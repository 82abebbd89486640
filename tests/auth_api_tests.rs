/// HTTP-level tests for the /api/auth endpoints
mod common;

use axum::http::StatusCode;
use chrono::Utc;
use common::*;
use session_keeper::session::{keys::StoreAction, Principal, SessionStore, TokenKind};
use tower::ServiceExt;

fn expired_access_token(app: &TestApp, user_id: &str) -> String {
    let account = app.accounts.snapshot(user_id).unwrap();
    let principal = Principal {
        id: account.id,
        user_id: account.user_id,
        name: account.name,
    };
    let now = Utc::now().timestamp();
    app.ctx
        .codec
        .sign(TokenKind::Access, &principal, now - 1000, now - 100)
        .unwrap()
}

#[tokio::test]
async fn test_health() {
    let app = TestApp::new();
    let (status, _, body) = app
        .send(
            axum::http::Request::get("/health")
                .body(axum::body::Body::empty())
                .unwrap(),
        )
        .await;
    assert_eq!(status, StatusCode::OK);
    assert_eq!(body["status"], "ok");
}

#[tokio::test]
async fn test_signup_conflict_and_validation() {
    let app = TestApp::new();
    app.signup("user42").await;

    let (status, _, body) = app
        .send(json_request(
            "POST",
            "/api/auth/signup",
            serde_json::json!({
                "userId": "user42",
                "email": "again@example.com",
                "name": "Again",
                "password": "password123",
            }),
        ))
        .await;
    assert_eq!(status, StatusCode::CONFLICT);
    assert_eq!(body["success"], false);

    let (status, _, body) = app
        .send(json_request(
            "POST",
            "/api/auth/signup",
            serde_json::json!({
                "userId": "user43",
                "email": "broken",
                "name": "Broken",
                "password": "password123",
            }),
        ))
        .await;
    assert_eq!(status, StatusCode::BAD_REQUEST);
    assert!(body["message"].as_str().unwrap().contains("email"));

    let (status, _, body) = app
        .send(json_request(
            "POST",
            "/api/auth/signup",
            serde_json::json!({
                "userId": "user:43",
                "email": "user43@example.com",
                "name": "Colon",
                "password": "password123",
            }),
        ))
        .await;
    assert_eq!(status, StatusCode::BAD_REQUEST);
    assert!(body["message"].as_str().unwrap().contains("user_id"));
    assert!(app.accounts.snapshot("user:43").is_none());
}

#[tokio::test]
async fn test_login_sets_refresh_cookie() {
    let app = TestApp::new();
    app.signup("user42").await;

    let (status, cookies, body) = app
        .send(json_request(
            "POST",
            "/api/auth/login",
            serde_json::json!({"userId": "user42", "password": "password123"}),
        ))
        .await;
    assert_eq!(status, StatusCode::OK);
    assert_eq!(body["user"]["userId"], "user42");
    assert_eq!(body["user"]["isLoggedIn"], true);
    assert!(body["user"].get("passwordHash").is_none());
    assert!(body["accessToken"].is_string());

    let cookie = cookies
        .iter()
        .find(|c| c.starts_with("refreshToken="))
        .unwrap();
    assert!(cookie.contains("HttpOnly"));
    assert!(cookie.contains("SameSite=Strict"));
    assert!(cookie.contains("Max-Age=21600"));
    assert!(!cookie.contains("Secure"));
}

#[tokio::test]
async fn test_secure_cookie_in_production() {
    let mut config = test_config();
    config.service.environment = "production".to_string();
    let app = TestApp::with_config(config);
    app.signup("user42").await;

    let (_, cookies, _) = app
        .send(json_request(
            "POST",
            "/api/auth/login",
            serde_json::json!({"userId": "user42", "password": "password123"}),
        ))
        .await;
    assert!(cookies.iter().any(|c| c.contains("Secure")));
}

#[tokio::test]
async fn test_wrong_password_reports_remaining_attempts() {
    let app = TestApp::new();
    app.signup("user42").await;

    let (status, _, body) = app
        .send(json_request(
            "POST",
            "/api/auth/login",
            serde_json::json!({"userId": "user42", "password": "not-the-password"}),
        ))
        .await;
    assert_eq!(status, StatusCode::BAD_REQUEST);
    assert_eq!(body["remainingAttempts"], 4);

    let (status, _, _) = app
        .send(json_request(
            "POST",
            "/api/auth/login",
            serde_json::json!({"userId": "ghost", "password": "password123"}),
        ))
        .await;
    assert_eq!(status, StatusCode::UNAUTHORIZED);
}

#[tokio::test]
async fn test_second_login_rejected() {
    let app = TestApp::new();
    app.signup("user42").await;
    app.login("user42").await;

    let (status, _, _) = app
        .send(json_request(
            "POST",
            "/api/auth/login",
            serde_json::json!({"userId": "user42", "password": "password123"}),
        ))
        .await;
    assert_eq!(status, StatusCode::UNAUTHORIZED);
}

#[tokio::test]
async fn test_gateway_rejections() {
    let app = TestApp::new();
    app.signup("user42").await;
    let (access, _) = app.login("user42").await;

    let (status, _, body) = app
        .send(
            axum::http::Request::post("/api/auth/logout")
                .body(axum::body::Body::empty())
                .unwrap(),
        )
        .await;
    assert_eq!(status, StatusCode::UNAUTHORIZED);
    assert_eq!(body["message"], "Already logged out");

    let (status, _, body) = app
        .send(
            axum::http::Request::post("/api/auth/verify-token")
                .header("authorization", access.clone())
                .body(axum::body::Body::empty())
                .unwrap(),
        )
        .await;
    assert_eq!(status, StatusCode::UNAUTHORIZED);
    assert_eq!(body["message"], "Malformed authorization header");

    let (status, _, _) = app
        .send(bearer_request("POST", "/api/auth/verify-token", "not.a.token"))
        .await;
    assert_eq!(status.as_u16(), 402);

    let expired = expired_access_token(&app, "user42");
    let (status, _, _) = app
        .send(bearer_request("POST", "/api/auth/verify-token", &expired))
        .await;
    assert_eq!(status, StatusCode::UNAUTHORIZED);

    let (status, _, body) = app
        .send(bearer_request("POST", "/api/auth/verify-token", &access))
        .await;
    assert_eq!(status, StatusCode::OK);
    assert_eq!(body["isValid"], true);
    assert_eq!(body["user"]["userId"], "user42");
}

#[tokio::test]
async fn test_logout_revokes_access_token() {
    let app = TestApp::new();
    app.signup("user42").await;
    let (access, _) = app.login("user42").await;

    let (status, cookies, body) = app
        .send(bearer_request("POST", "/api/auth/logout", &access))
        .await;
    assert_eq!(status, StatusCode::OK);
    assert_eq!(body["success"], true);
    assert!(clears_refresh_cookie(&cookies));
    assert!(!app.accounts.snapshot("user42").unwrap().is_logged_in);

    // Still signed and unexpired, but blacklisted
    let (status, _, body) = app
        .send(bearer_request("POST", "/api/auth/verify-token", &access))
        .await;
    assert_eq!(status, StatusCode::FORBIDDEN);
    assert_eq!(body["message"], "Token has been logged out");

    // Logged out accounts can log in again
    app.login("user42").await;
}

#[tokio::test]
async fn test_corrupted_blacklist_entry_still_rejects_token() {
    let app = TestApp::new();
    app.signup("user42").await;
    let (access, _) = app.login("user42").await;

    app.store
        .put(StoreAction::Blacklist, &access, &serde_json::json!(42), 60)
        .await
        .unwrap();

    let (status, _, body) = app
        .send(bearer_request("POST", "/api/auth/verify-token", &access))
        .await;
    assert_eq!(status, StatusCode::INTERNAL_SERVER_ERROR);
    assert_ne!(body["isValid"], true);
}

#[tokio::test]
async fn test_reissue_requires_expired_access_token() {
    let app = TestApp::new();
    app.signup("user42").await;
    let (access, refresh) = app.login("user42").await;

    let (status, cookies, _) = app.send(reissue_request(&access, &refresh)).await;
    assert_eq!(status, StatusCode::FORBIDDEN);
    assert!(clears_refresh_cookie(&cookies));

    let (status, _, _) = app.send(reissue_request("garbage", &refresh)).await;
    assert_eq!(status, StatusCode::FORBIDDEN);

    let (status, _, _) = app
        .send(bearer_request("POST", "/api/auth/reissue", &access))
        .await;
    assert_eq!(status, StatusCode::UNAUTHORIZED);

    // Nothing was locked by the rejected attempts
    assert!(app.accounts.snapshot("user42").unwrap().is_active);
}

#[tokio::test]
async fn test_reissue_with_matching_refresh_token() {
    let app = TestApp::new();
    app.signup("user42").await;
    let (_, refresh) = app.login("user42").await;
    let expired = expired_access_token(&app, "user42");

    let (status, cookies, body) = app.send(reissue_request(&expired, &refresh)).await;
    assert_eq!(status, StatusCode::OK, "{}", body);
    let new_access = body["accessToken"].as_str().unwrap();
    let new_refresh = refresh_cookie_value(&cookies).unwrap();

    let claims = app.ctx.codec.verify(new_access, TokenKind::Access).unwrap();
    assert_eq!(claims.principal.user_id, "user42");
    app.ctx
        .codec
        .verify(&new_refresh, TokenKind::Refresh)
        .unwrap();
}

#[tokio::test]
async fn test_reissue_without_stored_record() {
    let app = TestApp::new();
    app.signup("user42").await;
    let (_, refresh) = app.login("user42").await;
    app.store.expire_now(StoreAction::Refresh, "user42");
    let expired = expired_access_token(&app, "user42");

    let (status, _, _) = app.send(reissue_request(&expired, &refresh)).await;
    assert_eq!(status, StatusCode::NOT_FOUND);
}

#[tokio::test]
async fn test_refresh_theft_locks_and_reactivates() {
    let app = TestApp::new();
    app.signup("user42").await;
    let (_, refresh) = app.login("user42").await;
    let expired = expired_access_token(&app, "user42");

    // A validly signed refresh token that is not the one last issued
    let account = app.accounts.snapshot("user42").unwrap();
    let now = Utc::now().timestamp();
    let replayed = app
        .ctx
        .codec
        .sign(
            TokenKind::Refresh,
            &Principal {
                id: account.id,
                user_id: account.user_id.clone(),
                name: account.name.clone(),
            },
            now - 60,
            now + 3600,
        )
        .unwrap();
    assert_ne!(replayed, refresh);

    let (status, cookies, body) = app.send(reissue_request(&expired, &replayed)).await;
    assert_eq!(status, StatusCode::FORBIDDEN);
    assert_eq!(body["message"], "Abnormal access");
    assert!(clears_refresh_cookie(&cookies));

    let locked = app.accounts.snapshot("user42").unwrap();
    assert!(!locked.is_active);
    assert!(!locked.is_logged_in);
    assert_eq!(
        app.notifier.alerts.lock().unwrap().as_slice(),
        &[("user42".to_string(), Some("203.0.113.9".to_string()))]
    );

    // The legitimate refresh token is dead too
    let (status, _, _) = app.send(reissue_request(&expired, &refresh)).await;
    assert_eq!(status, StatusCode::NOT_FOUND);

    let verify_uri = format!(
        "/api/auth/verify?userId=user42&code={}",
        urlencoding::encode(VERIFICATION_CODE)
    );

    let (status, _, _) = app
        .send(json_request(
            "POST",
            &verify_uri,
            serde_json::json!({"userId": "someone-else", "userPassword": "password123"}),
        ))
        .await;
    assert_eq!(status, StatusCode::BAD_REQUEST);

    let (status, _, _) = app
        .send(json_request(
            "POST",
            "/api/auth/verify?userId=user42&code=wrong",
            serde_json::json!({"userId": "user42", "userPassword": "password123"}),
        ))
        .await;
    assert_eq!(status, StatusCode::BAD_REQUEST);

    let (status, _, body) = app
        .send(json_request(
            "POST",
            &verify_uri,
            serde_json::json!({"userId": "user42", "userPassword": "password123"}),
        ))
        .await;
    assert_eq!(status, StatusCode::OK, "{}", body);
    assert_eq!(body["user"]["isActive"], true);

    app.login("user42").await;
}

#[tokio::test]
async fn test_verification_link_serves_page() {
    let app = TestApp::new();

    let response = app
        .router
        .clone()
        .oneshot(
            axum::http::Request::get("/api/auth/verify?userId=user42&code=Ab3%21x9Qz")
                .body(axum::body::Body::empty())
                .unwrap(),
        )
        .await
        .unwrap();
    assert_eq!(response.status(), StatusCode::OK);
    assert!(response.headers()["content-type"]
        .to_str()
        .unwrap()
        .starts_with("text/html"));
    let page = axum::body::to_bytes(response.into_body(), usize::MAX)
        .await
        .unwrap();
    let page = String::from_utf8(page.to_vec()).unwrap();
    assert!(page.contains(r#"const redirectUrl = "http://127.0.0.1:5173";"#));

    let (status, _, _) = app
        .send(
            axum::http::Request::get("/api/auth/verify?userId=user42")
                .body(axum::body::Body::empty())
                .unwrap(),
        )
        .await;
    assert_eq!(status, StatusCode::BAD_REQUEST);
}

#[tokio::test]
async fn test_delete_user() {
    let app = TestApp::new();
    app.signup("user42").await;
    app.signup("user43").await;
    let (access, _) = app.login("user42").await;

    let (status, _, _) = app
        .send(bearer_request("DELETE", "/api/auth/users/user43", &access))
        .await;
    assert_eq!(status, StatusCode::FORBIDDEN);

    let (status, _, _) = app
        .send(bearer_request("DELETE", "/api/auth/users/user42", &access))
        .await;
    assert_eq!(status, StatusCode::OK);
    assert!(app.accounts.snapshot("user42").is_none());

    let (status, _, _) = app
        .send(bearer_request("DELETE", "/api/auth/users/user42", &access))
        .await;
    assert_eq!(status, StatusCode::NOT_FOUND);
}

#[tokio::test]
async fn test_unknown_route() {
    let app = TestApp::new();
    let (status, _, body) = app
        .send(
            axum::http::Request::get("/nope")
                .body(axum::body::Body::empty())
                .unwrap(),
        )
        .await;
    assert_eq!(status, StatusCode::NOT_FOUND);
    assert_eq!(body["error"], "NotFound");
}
..............................
Please give a count of the lines in the records where the word "response" occurs, with nothing besides it.

— Answer box —
4